A recent book by a philosopher, David Benatar, says that we do not believe that people have an obligation to have children. (I haven't read the book--this is from a review in the New Yorker). Ross Douthat wonders who this "we" is--he says that the idea that people have an obligation to have children "has been a commonplace and intuitive part of folk morality in most cultures in human history," although it has become "unfashionable ... in certain circles in the West." I think he's right about most cultures, but was struck by the "certain circles." That suggests that he think it remains "part of folk morality" among ordinary people in the West.
There are not many questions on this subject--the most relevant one is from a 1991 Associated Press survey.
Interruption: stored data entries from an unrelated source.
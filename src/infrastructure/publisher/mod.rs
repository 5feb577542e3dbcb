//! Event Publisher
//!
//! Dual-path emission: identification and person-count events go to the
//! durable log, real-time notifications and alerts go out over broadcast.
//! When the primary log rejects a face event, the event lands in a smaller
//! buffer log that an operator drains back after recovery.

mod redis;
mod transport;

pub use redis::RedisTransport;
pub use transport::{EventTransport, MemoryTransport, TransportError, TransportResult};

use std::sync::Arc;
use std::time::Duration;

use serde::Serialize;
use tracing::{debug, error, warn};

use crate::domain::events::{Alert, FaceEvent, PersonCountEvent};

/// Event publisher configuration.
#[derive(Debug, Clone)]
pub struct PublisherConfig {
    pub face_events_stream: String,
    pub person_count_stream: String,
    pub buffer_stream: String,
    pub alerts_channel: String,
    pub face_detection_channel: String,
    pub primary_log_max_len: usize,
    pub max_buffer_size: usize,
    /// Upper bound on any single transport operation, so a downstream
    /// outage cannot stall the processing loop.
    pub publish_timeout: Duration,
}

impl Default for PublisherConfig {
    fn default() -> Self {
        Self {
            face_events_stream: "stream:face_events".to_string(),
            person_count_stream: "stream:person_count".to_string(),
            buffer_stream: "buffer:face_events".to_string(),
            alerts_channel: "alerts".to_string(),
            face_detection_channel: "face_detected".to_string(),
            primary_log_max_len: 100_000,
            max_buffer_size: 10_000,
            publish_timeout: Duration::from_secs(5),
        }
    }
}

/// Snapshot of the publisher state.
#[derive(Debug, Clone, Serialize)]
pub struct PublisherStatus {
    pub reachable: bool,
    pub buffer_len: usize,
}

/// Publishes pipeline events over an injected transport.
///
/// All writes go through one bounded-timeout path and are awaited in call
/// order by the single processing task, so the durable log preserves
/// emission order.
pub struct EventPublisher {
    transport: Arc<dyn EventTransport>,
    config: PublisherConfig,
}

impl EventPublisher {
    /// Creates a publisher over the given transport.
    pub fn new(transport: Arc<dyn EventTransport>, config: PublisherConfig) -> Self {
        Self { transport, config }
    }

    /// Appends a face event to the durable log.
    ///
    /// A rejected primary write is retried once against the buffer log;
    /// only a double failure surfaces as an error.
    pub async fn emit_face_event(&self, event: &FaceEvent) -> TransportResult<()> {
        let payload = serde_json::to_string(event)
            .map_err(|e| TransportError::Rejected(e.to_string()))?;

        match self
            .bounded(self.transport.append(
                &self.config.face_events_stream,
                &payload,
                self.config.primary_log_max_len,
            ))
            .await
        {
            Ok(id) => {
                debug!("Face event {} appended as {}", event.person_id, id);
                Ok(())
            }
            Err(e) => {
                warn!("Primary log rejected face event, buffering: {}", e);
                self.bounded(self.transport.append(
                    &self.config.buffer_stream,
                    &payload,
                    self.config.max_buffer_size,
                ))
                .await
                .map(|id| debug!("Face event buffered as {}", id))
            }
        }
    }

    /// Appends a person-count event to the durable log. Count events are
    /// per-frame and superseded immediately, so failures are dropped after
    /// logging rather than buffered.
    pub async fn emit_person_count(&self, event: &PersonCountEvent) -> TransportResult<()> {
        let payload = serde_json::to_string(event)
            .map_err(|e| TransportError::Rejected(e.to_string()))?;

        self.bounded(self.transport.append(
            &self.config.person_count_stream,
            &payload,
            self.config.primary_log_max_len,
        ))
        .await
        .map(|_| ())
    }

    /// Broadcasts an operator alert. Best effort.
    pub async fn emit_alert(&self, alert: &Alert) {
        let Ok(payload) = serde_json::to_string(alert) else {
            error!("Alert serialization failed");
            return;
        };

        if let Err(e) = self
            .bounded(self.transport.publish(&self.config.alerts_channel, &payload))
            .await
        {
            warn!("Alert broadcast failed: {}", e);
        }
    }

    /// Broadcasts a real-time face notification. Best effort.
    pub async fn broadcast_face(&self, event: &FaceEvent) {
        let Ok(payload) = serde_json::to_string(event) else {
            error!("Face event serialization failed");
            return;
        };

        if let Err(e) = self
            .bounded(
                self.transport
                    .publish(&self.config.face_detection_channel, &payload),
            )
            .await
        {
            warn!("Face broadcast failed: {}", e);
        }
    }

    /// Drains the buffer log into the primary log.
    ///
    /// Entries are copied in original order and deleted from the buffer
    /// only after the primary accepts them; a failure mid-drain leaves the
    /// remainder buffered. Returns the number of entries drained.
    pub async fn drain_buffer(&self) -> TransportResult<usize> {
        let entries = self
            .bounded(self.transport.read_all(&self.config.buffer_stream))
            .await?;

        let mut drained = 0;
        for (entry_id, payload) in entries {
            match self
                .bounded(self.transport.append(
                    &self.config.face_events_stream,
                    &payload,
                    self.config.primary_log_max_len,
                ))
                .await
            {
                Ok(_) => {
                    self.bounded(self.transport.delete(&self.config.buffer_stream, &entry_id))
                        .await?;
                    drained += 1;
                }
                Err(e) => {
                    warn!("Drain stopped after {} entries: {}", drained, e);
                    break;
                }
            }
        }

        if drained > 0 {
            debug!("Drained {} buffered events into the primary log", drained);
        }
        Ok(drained)
    }

    /// Number of events waiting in the buffer log. Zero when the transport
    /// is unreachable.
    pub async fn buffer_len(&self) -> usize {
        self.bounded(self.transport.len(&self.config.buffer_stream))
            .await
            .unwrap_or(0)
    }

    /// Checks the transport connection.
    pub async fn is_reachable(&self) -> bool {
        self.bounded(self.transport.ping()).await.is_ok()
    }

    /// Returns a snapshot of the publisher state.
    pub async fn status(&self) -> PublisherStatus {
        PublisherStatus {
            reachable: self.is_reachable().await,
            buffer_len: self.buffer_len().await,
        }
    }

    async fn bounded<T>(
        &self,
        operation: impl std::future::Future<Output = TransportResult<T>>,
    ) -> TransportResult<T> {
        tokio::time::timeout(self.config.publish_timeout, operation)
            .await
            .map_err(|_| TransportError::Timeout(self.config.publish_timeout))?
    }
}

#[cfg(test)]
mod tests {
    use super::*;
    use crate::domain::entities::DecisionOutcome;
    use crate::domain::events::AlertLevel;
    use crate::domain::value_objects::BoundingBox;

    fn face_event(person_id: &str) -> FaceEvent {
        FaceEvent::new(
            "camera_01",
            30,
            person_id,
            "Jane Doe",
            0.76,
            0.8,
            DecisionOutcome::Match,
            &BoundingBox::from_corners(10, 20, 130, 140),
        )
    }

    fn publisher() -> (Arc<MemoryTransport>, EventPublisher) {
        let transport = Arc::new(MemoryTransport::new());
        let publisher = EventPublisher::new(transport.clone(), PublisherConfig::default());
        (transport, publisher)
    }

    #[tokio::test]
    async fn face_event_lands_in_primary_log() {
        let (transport, publisher) = publisher();
        publisher.emit_face_event(&face_event("EMP001")).await.unwrap();

        let entries = transport.read_all("stream:face_events").await.unwrap();
        assert_eq!(entries.len(), 1);

        let json: serde_json::Value = serde_json::from_str(&entries[0].1).unwrap();
        assert_eq!(json["person_id"], "EMP001");
        assert_eq!(json["decision"], "MATCH");
    }

    #[tokio::test]
    async fn rejected_primary_write_falls_back_to_buffer() {
        let (transport, publisher) = publisher();
        transport.fail_stream("stream:face_events");

        publisher.emit_face_event(&face_event("EMP001")).await.unwrap();

        assert_eq!(transport.len("stream:face_events").await.unwrap(), 0);
        assert_eq!(publisher.buffer_len().await, 1);
    }

    #[tokio::test]
    async fn drain_copies_in_order_and_empties_buffer() {
        let (transport, publisher) = publisher();
        transport.fail_stream("stream:face_events");

        for i in 0..5 {
            publisher
                .emit_face_event(&face_event(&format!("EMP{i:03}")))
                .await
                .unwrap();
        }
        transport.restore_stream("stream:face_events");

        let drained = publisher.drain_buffer().await.unwrap();
        assert_eq!(drained, 5);
        assert_eq!(publisher.buffer_len().await, 0);

        let entries = transport.read_all("stream:face_events").await.unwrap();
        let ids: Vec<String> = entries
            .iter()
            .map(|(_, p)| {
                let json: serde_json::Value = serde_json::from_str(p).unwrap();
                json["person_id"].as_str().unwrap().to_string()
            })
            .collect();
        assert_eq!(ids, vec!["EMP000", "EMP001", "EMP002", "EMP003", "EMP004"]);
    }

    #[tokio::test]
    async fn drain_stops_when_primary_fails_again() {
        let (transport, publisher) = publisher();
        transport.fail_stream("stream:face_events");
        publisher.emit_face_event(&face_event("EMP001")).await.unwrap();

        // Primary still down: nothing drains, the buffer keeps the event.
        let drained = publisher.drain_buffer().await.unwrap();
        assert_eq!(drained, 0);
        assert_eq!(publisher.buffer_len().await, 1);
    }

    #[tokio::test]
    async fn person_count_failure_is_dropped_not_buffered() {
        let (transport, publisher) = publisher();
        transport.fail_stream("stream:person_count");

        let result = publisher
            .emit_person_count(&PersonCountEvent::new("camera_01", 1, 2))
            .await;
        assert!(result.is_err());
        assert_eq!(publisher.buffer_len().await, 0);
    }

    #[tokio::test]
    async fn alerts_broadcast_on_alerts_channel() {
        let (transport, publisher) = publisher();
        publisher
            .emit_alert(&Alert::new(
                AlertLevel::Warning,
                "camera offline",
                "facewatch",
                "camera_01",
            ))
            .await;

        let broadcasts = transport.broadcasts_on("alerts");
        assert_eq!(broadcasts.len(), 1);
        let json: serde_json::Value = serde_json::from_str(&broadcasts[0]).unwrap();
        assert_eq!(json["type"], "warning");
    }

    #[tokio::test]
    async fn face_broadcast_uses_detection_channel() {
        let (transport, publisher) = publisher();
        publisher.broadcast_face(&face_event("EMP001")).await;
        assert_eq!(transport.broadcasts_on("face_detected").len(), 1);
    }

    #[tokio::test]
    async fn status_reflects_reachability_and_buffer() {
        let (transport, publisher) = publisher();
        transport.fail_stream("stream:face_events");
        publisher.emit_face_event(&face_event("EMP001")).await.unwrap();

        let status = publisher.status().await;
        assert!(status.reachable);
        assert_eq!(status.buffer_len, 1);
    }
}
The question is "I'm going to read you some words or phrases people have used to describe couples married for several years who have no children. And I'm going to ask you how well each one describes childless couples." One of the words is "selfish." Overall 19% said it described childless couples well and 75% did not. Less educated and older people were more likely to agree, but even among people over 50 who did not graduate from high school, only 32% did. Neither party preference, living in an urban area, or region of the country made much (if any) difference. So "certain circles" appear to extend pretty widely. At least they did in 1991--it would be interesting to see if the issue has become more politicized since then.
PS: Slightly over half of people who were separated agreed, far more than any other marital status (the next highest was married, at 21%). Only about 50 people in the sample were separated, but the differences were still statistically significant. Maybe a lot of separations are because of disagreement over whether to have children?